-------- Data for the task

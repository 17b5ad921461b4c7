//! `fb logs` - inspect and prune the event log

use anyhow::{anyhow, Result};
use chrono::{Duration, Local, Utc};
use clap::Subcommand;
use colored::Colorize;
use dialoguer::Confirm;

use finboard_core::{EventKind, LogFilter, LoggingService};

use super::get_finboard_dir;
use crate::output;

#[derive(Subcommand)]
pub enum LogsCommands {
    /// Show recent events
    List {
        /// Number of events to show
        #[arg(short, long, default_value_t = 50)]
        limit: usize,
        /// Only failed sign-ins, entries, uploads and refused pages
        #[arg(long)]
        failures: bool,
        /// Only this event (e.g. page_forbidden)
        #[arg(long)]
        event: Option<String>,
        /// Output as JSON
        #[arg(long)]
        json: bool,
    },
    /// Delete old events
    Clear {
        /// Keep the last N days
        #[arg(long, default_value_t = 30)]
        older_than_days: u32,
        /// Skip confirmation prompt
        #[arg(long, short = 'f')]
        force: bool,
        /// Output as JSON
        #[arg(long)]
        json: bool,
    },
    /// Event counts and where the log lives
    Stats {
        /// Output as JSON
        #[arg(long)]
        json: bool,
    },
}

fn open() -> Result<LoggingService> {
    LoggingService::new(&get_finboard_dir()?, env!("CARGO_PKG_VERSION"))
}

pub fn run(command: LogsCommands) -> Result<()> {
    match command {
        LogsCommands::List {
            limit,
            failures,
            event,
            json,
        } => list(limit, failures, event, json),
        LogsCommands::Clear {
            older_than_days,
            force,
            json,
        } => clear(older_than_days, force, json),
        LogsCommands::Stats { json } => stats(json),
    }
}

fn list(limit: usize, failures_only: bool, event: Option<String>, json: bool) -> Result<()> {
    let event = event
        .map(|name| name.parse::<EventKind>())
        .transpose()
        .map_err(|e| anyhow!(e))?;
    let entries = open()?.list(&LogFilter {
        limit,
        failures_only,
        event,
    })?;

    if json {
        println!("{}", serde_json::to_string_pretty(&entries)?);
        return Ok(());
    }
    if entries.is_empty() {
        println!("No events recorded.");
        return Ok(());
    }

    let mut table = output::create_table();
    table.set_header(vec!["Time", "Event", "Backend", "Page", "Detail"]);
    for entry in entries {
        let event = if entry.failed {
            entry.event.red().to_string()
        } else {
            entry.event
        };
        // Refused pages name the missing privilege, failures their error class
        let detail = entry.privilege.or(entry.error_kind).unwrap_or_default();
        table.add_row(vec![
            entry
                .logged_at
                .with_timezone(&Local)
                .format("%Y-%m-%d %H:%M:%S")
                .to_string(),
            event,
            entry.backend.unwrap_or_default(),
            entry.page.unwrap_or_default(),
            detail,
        ]);
    }
    println!("{}", table);
    Ok(())
}

fn clear(older_than_days: u32, force: bool, json: bool) -> Result<()> {
    let service = open()?;
    let cutoff = Utc::now() - Duration::days(i64::from(older_than_days));

    if !force && !json {
        let confirmed = Confirm::new()
            .with_prompt(format!("Delete events older than {} days?", older_than_days))
            .default(false)
            .interact()?;
        if !confirmed {
            println!("Cancelled.");
            return Ok(());
        }
    }

    let deleted = service.delete_before(cutoff)?;
    if json {
        println!("{}", serde_json::json!({ "deleted": deleted }));
    } else {
        output::success(&format!("Deleted {} events", deleted));
    }
    Ok(())
}

fn stats(json: bool) -> Result<()> {
    let service = open()?;
    let total = service.count()?;
    let counts = service.counts_by_event()?;
    let size = std::fs::metadata(service.db_path()).map(|m| m.len()).unwrap_or(0);

    if json {
        let events: serde_json::Map<String, serde_json::Value> = counts
            .into_iter()
            .map(|(event, count)| (event, count.into()))
            .collect();
        println!(
            "{}",
            serde_json::to_string_pretty(&serde_json::json!({
                "total": total,
                "events": events,
                "path": service.db_path().to_string_lossy(),
                "sizeBytes": size,
            }))?
        );
        return Ok(());
    }

    println!("{}", "Event log".bold());
    println!("  {} events, {}", total, output::format_size(size));
    println!("  {}", service.db_path().display().to_string().dimmed());
    if counts.is_empty() {
        return Ok(());
    }

    println!();
    let mut table = output::create_table();
    table.set_header(vec!["Event", "Count"]);
    for (event, count) in counts {
        let failed = event
            .parse::<EventKind>()
            .map(|kind| kind.is_failure())
            .unwrap_or(false);
        let name = if failed { event.red().to_string() } else { event };
        table.add_row(vec![name, count.to_string()]);
    }
    println!("{}", table);
    Ok(())
}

----------------

> _What you should do_
Beginning with the first line above, transcribe all of the data exactly.

> _Your response_
repository 17b5ad921461b4c7
//! `fb logs` - inspect and prune the event log

use anyhow::{anyhow, Result};
use chrono::{Duration, Local, Utc};
use clap::Subcommand;
use colored::Colorize;
use dialoguer::Confirm;

use finboard_core::{EventKind, LogFilter, LoggingService};

use super::get_finboard_dir;
use crate::output;

#[derive(Subcommand)]
pub enum LogsCommands {
    /// Show recent events
    List {
        /// Number of events to show
        #[arg(short, long, default_value_t = 50)]
        limit: usize,
        /// Only failed sign-ins, entries, uploads and refused pages
        #[arg(long)]
        failures: bool,
        /// Only this event (e.g. page_forbidden)
        #[arg(long)]
        event: Option<String>,
        /// Output as JSON
        #[arg(long)]
        json: bool,
    },
    /// Delete old events
    Clear {
        /// Keep the last N days
        #[arg(long, default_value_t = 30)]
        older_than_days: u32,
        /// Skip confirmation prompt
        #[arg(long, short = 'f')]
        force: bool,
        /// Output as JSON
        #[arg(long)]
        json: bool,
    },
    /// Event counts and where the log lives
    Stats {
        /// Output as JSON
        #[arg(long)]
        json: bool,
    },
}

fn open() -> Result<LoggingService> {
    LoggingService::new(&get_finboard_dir()?, env!("CARGO_PKG_VERSION"))
}

pub fn run(command: LogsCommands) -> Result<()> {
    match command {
        LogsCommands::List {
            limit,
            failures,
            event,
            json,
        } => list(limit, failures, event, json),
        LogsCommands::Clear {
            older_than_days,
            force,
            json,
        } => clear(older_than_days, force, json),
        LogsCommands::Stats { json } => stats(json),
    }
}

fn list(limit: usize, failures_only: bool, event: Option<String>, json: bool) -> Result<()> {
    let event = event
        .map(|name| name.parse::<EventKind>())
        .transpose()
        .map_err(|e| anyhow!(e))?;
    let entries = open()?.list(&LogFilter {
        limit,
        failures_only,
        event,
    })?;

    if json {
        println!("{}", serde_json::to_string_pretty(&entries)?);
        return Ok(());
    }
    if entries.is_empty() {
        println!("No events recorded.");
        return Ok(());
    }

    let mut table = output::create_table();
    table.set_header(vec!["Time", "Event", "Backend", "Page", "Detail"]);
    for entry in entries {
        let event = if entry.failed {
            entry.event.red().to_string()
        } else {
            entry.event
        };
        // Refused pages name the missing privilege, failures their error class
        let detail = entry.privilege.or(entry.error_kind).unwrap_or_default();
        table.add_row(vec![
            entry
                .logged_at
                .with_timezone(&Local)
                .format("%Y-%m-%d %H:%M:%S")
                .to_string(),
            event,
            entry.backend.unwrap_or_default(),
            entry.page.unwrap_or_default(),
            detail,
        ]);
    }
    println!("{}", table);
    Ok(())
}

fn clear(older_than_days: u32, force: bool, json: bool) -> Result<()> {
    let service = open()?;
    let cutoff = Utc::now() - Duration::days(i64::from(older_than_days));

    if !force && !json {
        let confirmed = Confirm::new()
            .with_prompt(format!("Delete events older than {} days?", older_than_days))
            .default(false)
            .interact()?;
        if !confirmed {
            println!("Cancelled.");
            return Ok(());
        }
    }

    let deleted = service.delete_before(cutoff)?;
    if json {
        println!("{}", serde_json::json!({ "deleted": deleted }));
    } else {
        output::success(&format!("Deleted {} events", deleted));
    }
    Ok(())
}

fn stats(json: bool) -> Result<()> {
    let service = open()?;
    let total = service.count()?;
    let counts = service.counts_by_event()?;
    let size = std::fs::metadata(service.db_path()).map(|m| m.len()).unwrap_or(0);

    if json {
        let events: serde_json::Map<String, serde_json::Value> = counts
            .into_iter()
            .map(|(event, count)| (event, count.into()))
            .collect();
        println!(
            "{}",
            serde_json::to_string_pretty(&serde_json::json!({
                "total": total,
                "events": events,
                "path": service.db_path().to_string_lossy(),
                "sizeBytes": size,
            }))?
        );
        return Ok(());
    }

    println!("{}", "Event log".bold());
    println!("  {} events, {}", total, output::format_size(size));
    println!("  {}", service.db_path().display().to_string().dimmed());
    if counts.is_empty() {
        return Ok(());
    }

    println!();
    let mut table = output::create_table();
    table.set_header(vec!["Event", "Count"]);
    for (event, count) in counts {
        let failed = event
            .parse::<EventKind>()
            .map(|kind| kind.is_failure())
            .unwrap_or(false);
        let name = if failed { event.red().to_string() } else { event };
        table.add_row(vec![name, count.to_string()]);
    }
    println!("{}", table);
    Ok(())
}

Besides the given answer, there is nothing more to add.